(Collected data)
---

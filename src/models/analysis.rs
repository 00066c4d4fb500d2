use serde::{Deserialize, Serialize};
use std::fmt;

use super::frame_score::{Feedback, FrameScore, ScoreBreakdown};
use super::sequence::SequenceMetrics;
use super::standards::Standards;

/// Letter grade
#[derive(Debug, Clone, Copy, PartialEq, Eq, PartialOrd, Ord, Serialize, Deserialize)]
pub enum Grade {
    S,
    A,
    B,
    C,
    D,
}

impl Grade {
    pub fn description(&self) -> &'static str {
        match self {
            Grade::S => "Perfect! Professional level",
            Grade::A => "Excellent! Keep it up",
            Grade::B => "Good! Room to improve",
            Grade::C => "Passing. Keep practicing",
            Grade::D => "Needs improvement. Review the fundamentals",
        }
    }
}

impl fmt::Display for Grade {
    fn fmt(&self, f: &mut fmt::Formatter<'_>) -> fmt::Result {
        let letter = match self {
            Grade::S => "S",
            Grade::A => "A",
            Grade::B => "B",
            Grade::C => "C",
            Grade::D => "D",
        };
        f.write_str(letter)
    }
}

#[derive(Debug, Clone, PartialEq, Serialize, Deserialize)]
pub struct GradeInfo {
    pub grade: Grade,
    pub description: String,
}

impl From<Grade> for GradeInfo {
    fn from(grade: Grade) -> Self {
        Self {
            grade,
            description: grade.description().to_string(),
        }
    }
}

/// Training level bands
#[derive(Debug, Clone, Copy, PartialEq, Eq, Serialize, Deserialize)]
#[serde(rename_all = "lowercase")]
pub enum Level {
    Beginner,
    Intermediate,
    Advanced,
}

impl fmt::Display for Level {
    fn fmt(&self, f: &mut fmt::Formatter<'_>) -> fmt::Result {
        match self {
            Level::Beginner => write!(f, "beginner"),
            Level::Intermediate => write!(f, "intermediate"),
            Level::Advanced => write!(f, "advanced"),
        }
    }
}

/// Level reached by a score and whether it counts as a pass
#[derive(Debug, Clone, PartialEq, Serialize, Deserialize)]
pub struct LevelInfo {
    pub level: Level,
    pub passed: bool,
    pub next_level: Option<Level>,
    pub message: String,
}

/// Single-frame analysis
#[derive(Debug, Clone, PartialEq, Serialize, Deserialize)]
pub struct FrameAnalysis {
    pub body_scale: Option<f64>,
    pub standards: Option<Standards>,
    pub frame_score: FrameScore,
    pub breakdown: ScoreBreakdown,
    pub grade: GradeInfo,
    pub level: LevelInfo,
}

/// Which aggregation path produced a combined result
#[derive(Debug, Clone, Copy, PartialEq, Eq, Default, Serialize, Deserialize)]
#[serde(rename_all = "lowercase")]
pub enum AggregationMode {
    /// Best per-frame total blended with smoothness and completeness
    #[default]
    Sequence,
    /// Representative frame blended with the sequence aggregate
    Representative,
}

/// Result of a whole-sequence analysis
#[derive(Debug, Clone, PartialEq, Serialize, Deserialize)]
pub struct CombinedResult {
    pub mode: AggregationMode,
    pub best_frame_index: usize,
    pub best_frame_score: FrameScore,
    pub breakdown: ScoreBreakdown,
    pub sequence_metrics: SequenceMetrics,
    pub sequence_score: f64,
    pub combined_score: u32,
    pub grade: GradeInfo,
    pub level: LevelInfo,
    /// Total per input frame, 0 where no body was detected
    pub frame_scores: Vec<u32>,
    pub total_frames: usize,
    pub valid_frames: usize,
    /// Overall message, best-frame feedback, then sequence commentary
    pub feedback: Vec<Feedback>,
}

/// Frame score blended with a sequence aggregate supplied by the caller
#[derive(Debug, Clone, PartialEq, Serialize, Deserialize)]
pub struct ScoreCombination {
    pub frame_score: f64,
    pub sequence_score: f64,
    pub combined_score: u32,
    pub grade: GradeInfo,
    pub level: LevelInfo,
}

---

== ACTION ITEM ==
Each entry, from start to finish, must be restated exactly.

== RESULT FOR THIS TASK ==
filename src/models/analysis.rs
repository 00066c4d4fb500d2
use serde::{Deserialize, Serialize};
use std::fmt;

use super::frame_score::{Feedback, FrameScore, ScoreBreakdown};
use super::sequence::SequenceMetrics;
use super::standards::Standards;

/// Letter grade
#[derive(Debug, Clone, Copy, PartialEq, Eq, PartialOrd, Ord, Serialize, Deserialize)]
pub enum Grade {
    S,
    A,
    B,
    C,
    D,
}

impl Grade {
    pub fn description(&self) -> &'static str {
        match self {
            Grade::S => "Perfect! Professional level",
            Grade::A => "Excellent! Keep it up",
            Grade::B => "Good! Room to improve",
            Grade::C => "Passing. Keep practicing",
            Grade::D => "Needs improvement. Review the fundamentals",
        }
    }
}

impl fmt::Display for Grade {
    fn fmt(&self, f: &mut fmt::Formatter<'_>) -> fmt::Result {
        let letter = match self {
            Grade::S => "S",
            Grade::A => "A",
            Grade::B => "B",
            Grade::C => "C",
            Grade::D => "D",
        };
        f.write_str(letter)
    }
}

#[derive(Debug, Clone, PartialEq, Serialize, Deserialize)]
pub struct GradeInfo {
    pub grade: Grade,
    pub description: String,
}

impl From<Grade> for GradeInfo {
    fn from(grade: Grade) -> Self {
        Self {
            grade,
            description: grade.description().to_string(),
        }
    }
}

/// Training level bands
#[derive(Debug, Clone, Copy, PartialEq, Eq, Serialize, Deserialize)]
#[serde(rename_all = "lowercase")]
pub enum Level {
    Beginner,
    Intermediate,
    Advanced,
}

impl fmt::Display for Level {
    fn fmt(&self, f: &mut fmt::Formatter<'_>) -> fmt::Result {
        match self {
            Level::Beginner => write!(f, "beginner"),
            Level::Intermediate => write!(f, "intermediate"),
            Level::Advanced => write!(f, "advanced"),
        }
    }
}

/// Level reached by a score and whether it counts as a pass
#[derive(Debug, Clone, PartialEq, Serialize, Deserialize)]
pub struct LevelInfo {
    pub level: Level,
    pub passed: bool,
    pub next_level: Option<Level>,
    pub message: String,
}

/// Single-frame analysis
#[derive(Debug, Clone, PartialEq, Serialize, Deserialize)]
pub struct FrameAnalysis {
    pub body_scale: Option<f64>,
    pub standards: Option<Standards>,
    pub frame_score: FrameScore,
    pub breakdown: ScoreBreakdown,
    pub grade: GradeInfo,
    pub level: LevelInfo,
}

/// Which aggregation path produced a combined result
#[derive(Debug, Clone, Copy, PartialEq, Eq, Default, Serialize, Deserialize)]
#[serde(rename_all = "lowercase")]
pub enum AggregationMode {
    /// Best per-frame total blended with smoothness and completeness
    #[default]
    Sequence,
    /// Representative frame blended with the sequence aggregate
    Representative,
}

/// Result of a whole-sequence analysis
#[derive(Debug, Clone, PartialEq, Serialize, Deserialize)]
pub struct CombinedResult {
    pub mode: AggregationMode,
    pub best_frame_index: usize,
    pub best_frame_score: FrameScore,
    pub breakdown: ScoreBreakdown,
    pub sequence_metrics: SequenceMetrics,
    pub sequence_score: f64,
    pub combined_score: u32,
    pub grade: GradeInfo,
    pub level: LevelInfo,
    /// Total per input frame, 0 where no body was detected
    pub frame_scores: Vec<u32>,
    pub total_frames: usize,
    pub valid_frames: usize,
    /// Overall message, best-frame feedback, then sequence commentary
    pub feedback: Vec<Feedback>,
}

/// Frame score blended with a sequence aggregate supplied by the caller
#[derive(Debug, Clone, PartialEq, Serialize, Deserialize)]
pub struct ScoreCombination {
    pub frame_score: f64,
    pub sequence_score: f64,
    pub combined_score: u32,
    pub grade: GradeInfo,
    pub level: LevelInfo,
}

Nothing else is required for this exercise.